1Institute for Marine and Antarctic Studies, University of Tasmania, Hobart, Australia
2Antarctic Climate and Ecosystems Cooperative Research Centre, University of Tasmania, Hobart, Australia
3Australian Antarctic Division, Kingston, Australia
4Centre for Ice and Climate, University of Copenhagen, Copenhagen, Denmark
5Climate Change Institute, University of Maine, Orono, ME, USA
Abstract. Volcanic eruptions are an important cause of natural climate variability. In order to improve the accuracy of climate models, precise dating and magnitude of the climatic effects of past volcanism are necessary. Here we present a 2000-yr record of Southern Hemisphere volcanism recorded in ice cores from the high accumulation Law Dome site, East Antarctica. The ice cores were analysed for a suite of chemistry signals and are independently dated via annual layer counting, with 11 ambiguous years at 23 BCE, which has presently the lowest error of all published long Antarctic ice cores. Independently dated records are important to avoid circular dating where volcanic signatures are assigned a date from some external information rather than using the date it is found in the ice core. Forty-five volcanic events have been identified using the sulphate chemistry of the Law Dome record.
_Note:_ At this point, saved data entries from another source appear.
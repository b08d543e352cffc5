//! Key engine: secret key generation, seed derivation and public key conversion
//!
//! All keys live on secp256k1. Secret keys are big-endian scalars, public keys
//! are SEC1 points, either compressed (33 bytes) or as `(x, y)` coordinates.

use k256::{
    elliptic_curve::sec1::{FromEncodedPoint, ToEncodedPoint},
    EncodedPoint, FieldBytes,
};
use rand::{rngs::OsRng, RngCore};
use sha2::{Digest, Sha256};
use tracing::debug;
use zeroize::Zeroize;

use crate::error::{CryptoError, Result};
use crate::types::{
    to_array, FullPublicKey, PublicKey, SecretKey, COMPRESSED_PUBLIC_KEY_SIZE, COORDINATE_SIZE,
    SEED_SIZE,
};

/// Domain separator for seed-based key derivation
const SEED_DOMAIN: &[u8] = b"illium/secret-key";

/// Attempts before giving up on finding a valid scalar. Each attempt fails
/// with probability below 2^-127, so this is never reached in practice.
const MAX_DERIVATION_ATTEMPTS: u32 = 256;

/// Generate a fresh random secret key from the operating system RNG
///
/// Entropy failure is reported as an error and is not retried.
pub fn generate_secret_key() -> Result<SecretKey> {
    let mut bytes = [0u8; 32];
    for _ in 0..MAX_DERIVATION_ATTEMPTS {
        OsRng
            .try_fill_bytes(&mut bytes)
            .map_err(|e| CryptoError::Entropy(e.to_string()))?;

        if k256::SecretKey::from_bytes(&FieldBytes::from(bytes)).is_ok() {
            let key = SecretKey::from_bytes(bytes);
            bytes.zeroize();
            return Ok(key);
        }
    }
    bytes.zeroize();
    Err(CryptoError::Crypto("failed to sample a valid scalar".into()))
}

/// Deterministically derive a secret key from a 32-byte wallet seed
///
/// The same seed always yields the same key, which is what wallet recovery
/// relies on.
pub fn secret_key_from_seed(seed: &[u8]) -> Result<SecretKey> {
    let seed: [u8; SEED_SIZE] = to_array("seed", seed)?;

    for counter in 0..MAX_DERIVATION_ATTEMPTS {
        let mut hasher = Sha256::new();
        hasher.update(SEED_DOMAIN);
        hasher.update(counter.to_be_bytes());
        hasher.update(seed);
        let mut candidate: [u8; 32] = hasher.finalize().into();

        if k256::SecretKey::from_bytes(&FieldBytes::from(candidate)).is_ok() {
            debug!(counter, "derived secret key from seed");
            let key = SecretKey::from_bytes(candidate);
            candidate.zeroize();
            return Ok(key);
        }
        candidate.zeroize();
    }

    Err(CryptoError::Crypto("seed did not yield a valid scalar".into()))
}

/// Check that a secret key is a non-zero scalar below the curve order
pub fn validate_secret_key(secret_key: &SecretKey) -> Result<k256::SecretKey> {
    k256::SecretKey::from_bytes(&FieldBytes::from(*secret_key.as_bytes()))
        .map_err(|_| CryptoError::InvalidSecretKey)
}

/// Compute the compressed public key `[sk]G`
pub fn private_to_public(secret_key: &SecretKey) -> Result<PublicKey> {
    let sk = validate_secret_key(secret_key)?;
    let encoded = sk.public_key().to_encoded_point(true);
    let bytes: [u8; COMPRESSED_PUBLIC_KEY_SIZE] = encoded
        .as_bytes()
        .try_into()
        .map_err(|_| CryptoError::Crypto("Failed to encode public key".into()))?;
    Ok(PublicKey::new(bytes))
}

/// Decompress a public key into its affine coordinates
///
/// Fails if the bytes are not a valid compressed point on the curve.
pub fn compressed_to_full(public_key: &PublicKey) -> Result<FullPublicKey> {
    let point = decode_public_key(public_key)?;
    let encoded = point.to_encoded_point(false);

    let x = encoded
        .x()
        .ok_or_else(|| CryptoError::InvalidPublicKey("point at infinity".into()))?;
    let y = encoded
        .y()
        .ok_or_else(|| CryptoError::InvalidPublicKey("missing y coordinate".into()))?;

    Ok(FullPublicKey {
        x: to_array::<COORDINATE_SIZE>("x coordinate", x.as_slice())?,
        y: to_array::<COORDINATE_SIZE>("y coordinate", y.as_slice())?,
    })
}

/// Re-compress affine coordinates into a SEC1 compressed key
pub fn full_to_compressed(full: &FullPublicKey) -> Result<PublicKey> {
    let point = decode_full(full)?;
    let encoded = point.to_encoded_point(true);
    Ok(PublicKey::new(to_array(
        "compressed public key",
        encoded.as_bytes(),
    )?))
}

/// Whether the coordinates satisfy `y^2 = x^3 + 7`
pub fn is_on_curve(full: &FullPublicKey) -> bool {
    decode_full(full).is_ok()
}

/// Decode a compressed key into a curve point
pub fn decode_public_key(public_key: &PublicKey) -> Result<k256::PublicKey> {
    if public_key.as_bytes()[0] != 0x02 && public_key.as_bytes()[0] != 0x03 {
        return Err(CryptoError::InvalidPublicKey(
            "not a compressed SEC1 encoding".into(),
        ));
    }
    k256::PublicKey::from_sec1_bytes(public_key.as_bytes())
        .map_err(|e| CryptoError::InvalidPublicKey(e.to_string()))
}

fn decode_full(full: &FullPublicKey) -> Result<k256::PublicKey> {
    let encoded = EncodedPoint::from_affine_coordinates(
        &FieldBytes::from(full.x),
        &FieldBytes::from(full.y),
        false,
    );
    Option::from(k256::PublicKey::from_encoded_point(&encoded))
        .ok_or_else(|| CryptoError::InvalidPublicKey("coordinates are not on the curve".into()))
}
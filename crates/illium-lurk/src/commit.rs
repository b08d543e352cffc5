//! Hiding commitments
//!
//! A commitment is `SHA256(domain || secret || tag || value)` over the tagged
//! payload. `commit` is `hide` with a zero secret.

use std::collections::HashMap;

use k256::Scalar;
use sha2::{Digest, Sha256};

use crate::error::Result;
use crate::num;
use crate::reader;
use crate::value::Value;

/// Domain separator for commitment digests
const COMMIT_DOMAIN: &[u8] = b"illium.lurk.v1/comm";

/// Digest of hiding `payload` under `secret`
pub fn hide_digest(secret: &Scalar, payload: &Value) -> [u8; 32] {
    let tagged = payload.tagged();
    let mut hasher = Sha256::new();
    hasher.update(COMMIT_DOMAIN);
    hasher.update(num::to_bytes(secret));
    hasher.update(tagged.tag);
    hasher.update(tagged.value);
    hasher.finalize().into()
}

/// Commit to the data of an expression without evaluating it
///
/// Whitespace and comments do not affect the result.
pub fn commit(expr: &str) -> Result<[u8; 32]> {
    let data = reader::read(expr)?;
    Ok(hide_digest(&Scalar::ZERO, &data))
}

/// Known openings, keyed by commitment digest
#[derive(Debug, Default)]
pub struct CommitmentStore {
    openings: HashMap<[u8; 32], (Scalar, Value)>,
}

impl CommitmentStore {
    pub fn new() -> Self {
        Self::default()
    }

    /// Record an opening and return the commitment digest
    pub fn hide(&mut self, secret: Scalar, payload: Value) -> [u8; 32] {
        let digest = hide_digest(&secret, &payload);
        self.openings.insert(digest, (secret, payload));
        digest
    }

    pub fn open(&self, digest: &[u8; 32]) -> Option<&(Scalar, Value)> {
        self.openings.get(digest)
    }

    pub fn len(&self) -> usize {
        self.openings.len()
    }

    pub fn is_empty(&self) -> bool {
        self.openings.is_empty()
    }
}
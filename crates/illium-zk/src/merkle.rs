//! Merkle tree over execution trace leaves
//!
//! Leaves are hashed as `SHA256(0x00 || leaf)` and internal nodes as
//! `SHA256(0x01 || left || right)`, so a leaf can never be passed off as a node.

use sha2::{Digest, Sha256};

use crate::error::{Result, ZkError};

const LEAF_PREFIX: u8 = 0x00;
const NODE_PREFIX: u8 = 0x01;

/// A Merkle tree committing to a list of 32-byte leaves
#[derive(Debug, Clone)]
pub struct MerkleTree {
    /// All nodes in the tree, level by level (leaves first)
    nodes: Vec<Vec<[u8; 32]>>,
    /// Number of leaves
    leaf_count: usize,
}

impl MerkleTree {
    /// Build a Merkle tree from a list of leaf values
    pub fn from_leaves(leaves: &[[u8; 32]]) -> Result<Self> {
        if leaves.is_empty() {
            return Err(ZkError::ProofConstruction(
                "Cannot create tree with no leaves".into(),
            ));
        }

        let mut level: Vec<[u8; 32]> = leaves.iter().map(hash_leaf).collect();
        let mut nodes = Vec::new();

        while level.len() > 1 {
            let next: Vec<[u8; 32]> = level
                .chunks(2)
                // Odd number of nodes: pair the last one with itself
                .map(|pair| hash_node(&pair[0], pair.get(1).unwrap_or(&pair[0])))
                .collect();
            nodes.push(level);
            level = next;
        }
        nodes.push(level);

        Ok(Self {
            nodes,
            leaf_count: leaves.len(),
        })
    }

    /// Get the Merkle root
    pub fn root(&self) -> [u8; 32] {
        // from_leaves always pushes a final single-node level
        self.nodes.last().map_or([0u8; 32], |top| top[0])
    }

    /// Get the number of leaves
    pub fn leaf_count(&self) -> usize {
        self.leaf_count
    }

    /// Number of siblings in every authentication path
    pub fn depth(&self) -> usize {
        self.nodes.len() - 1
    }

    /// Authentication path for the leaf at `index`, bottom level first
    pub fn proof(&self, index: usize) -> Result<Vec<[u8; 32]>> {
        if index >= self.leaf_count {
            return Err(ZkError::ProofConstruction(format!(
                "Index {} out of range (tree has {} leaves)",
                index, self.leaf_count
            )));
        }

        let mut path = Vec::with_capacity(self.depth());
        let mut current = index;

        for level in &self.nodes[..self.nodes.len() - 1] {
            let sibling = if current % 2 == 0 {
                // Left child; an unpaired last node is its own sibling
                if current + 1 < level.len() {
                    current + 1
                } else {
                    current
                }
            } else {
                current - 1
            };

            path.push(level[sibling]);
            current /= 2;
        }

        Ok(path)
    }

    /// Check that `leaf` sits at `index` under `root`
    pub fn verify_proof(root: &[u8; 32], leaf: &[u8; 32], index: usize, path: &[[u8; 32]]) -> bool {
        let mut current_hash = hash_leaf(leaf);
        let mut current = index;

        for sibling in path {
            current_hash = if current % 2 == 0 {
                hash_node(&current_hash, sibling)
            } else {
                hash_node(sibling, &current_hash)
            };
            current /= 2;
        }

        current == 0 && current_hash == *root
    }
}

/// Depth of a tree with `leaf_count` leaves
pub fn depth_for(leaf_count: usize) -> usize {
    let mut depth = 0;
    let mut width = leaf_count.max(1);
    while width > 1 {
        width = width.div_ceil(2);
        depth += 1;
    }
    depth
}

fn hash_leaf(leaf: &[u8; 32]) -> [u8; 32] {
    let mut hasher = Sha256::new();
    hasher.update([LEAF_PREFIX]);
    hasher.update(leaf);
    hasher.finalize().into()
}

fn hash_node(left: &[u8; 32], right: &[u8; 32]) -> [u8; 32] {
    let mut hasher = Sha256::new();
    hasher.update([NODE_PREFIX]);
    hasher.update(left);
    hasher.update(right);
    hasher.finalize().into()
}

#[cfg(test)]
mod tests {
    use super::*;

    fn leaves(n: usize) -> Vec<[u8; 32]> {
        (0..n)
            .map(|i| {
                let mut leaf = [0u8; 32];
                leaf[..8].copy_from_slice(&(i as u64).to_be_bytes());
                leaf
            })
            .collect()
    }

    #[test]
    fn test_merkle_tree_single_leaf() {
        let leaves = leaves(1);
        let tree = MerkleTree::from_leaves(&leaves).unwrap();

        assert_eq!(tree.leaf_count(), 1);
        assert_eq!(tree.depth(), 0);
        assert_eq!(tree.root(), hash_leaf(&leaves[0]));
        assert!(MerkleTree::verify_proof(&tree.root(), &leaves[0], 0, &[]));
    }

    #[test]
    fn test_merkle_tree_many_leaves() {
        for n in [2, 3, 7, 100] {
            let leaves = leaves(n);
            let tree = MerkleTree::from_leaves(&leaves).unwrap();
            assert_eq!(tree.depth(), depth_for(n));

            for i in [0, n / 2, n - 1] {
                let path = tree.proof(i).unwrap();
                assert!(
                    MerkleTree::verify_proof(&tree.root(), &leaves[i], i, &path),
                    "Failed to verify leaf {} of {}",
                    i,
                    n
                );
            }
        }
    }

    #[test]
    fn test_merkle_proof_invalid() {
        let leaves = leaves(4);
        let tree = MerkleTree::from_leaves(&leaves).unwrap();
        let path = tree.proof(0).unwrap();

        // Wrong leaf
        assert!(!MerkleTree::verify_proof(&tree.root(), &[9u8; 32], 0, &path));
        // Wrong index
        assert!(!MerkleTree::verify_proof(&tree.root(), &leaves[0], 1, &path));
        // Index beyond the path's reach
        assert!(!MerkleTree::verify_proof(&tree.root(), &leaves[0], 4, &path));
    }

    #[test]
    fn test_empty_and_out_of_range() {
        assert!(MerkleTree::from_leaves(&[]).is_err());
        let tree = MerkleTree::from_leaves(&leaves(3)).unwrap();
        assert!(tree.proof(3).is_err());
    }

    #[test]
    fn test_depth_for() {
        assert_eq!(depth_for(1), 0);
        assert_eq!(depth_for(2), 1);
        assert_eq!(depth_for(5), 3);
        assert_eq!(depth_for(1 << 20), 20);
    }
}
The low dating error and comparison with the NGRIP (North Greenland Ice Core Project) volcanic records (on the GICC05 timescale) suggest Law Dome is the most accurately dated Antarctic volcanic dataset, which will improve the dating of individual volcanic events and potentially allow better correlation between ice core records, leading to improvements in global volcanic forcing datasets. One of the most important volcanic events of the last two millennia is the large 1450s CE event, usually assigned to the eruption of Kuwae, Vanuatu. In this study, we review the evidence surrounding the presently accepted date for this event, and make the case that two separate eruptions have caused confusion in the assignment of this event. Volcanic sulphate deposition estimates are important for modelling the climatic response to eruptions. The largest volcanic sulphate events in our record are dated at 1458 CE (Kuwae?, Vanuatu), 1257 and 422 CE (unidentified).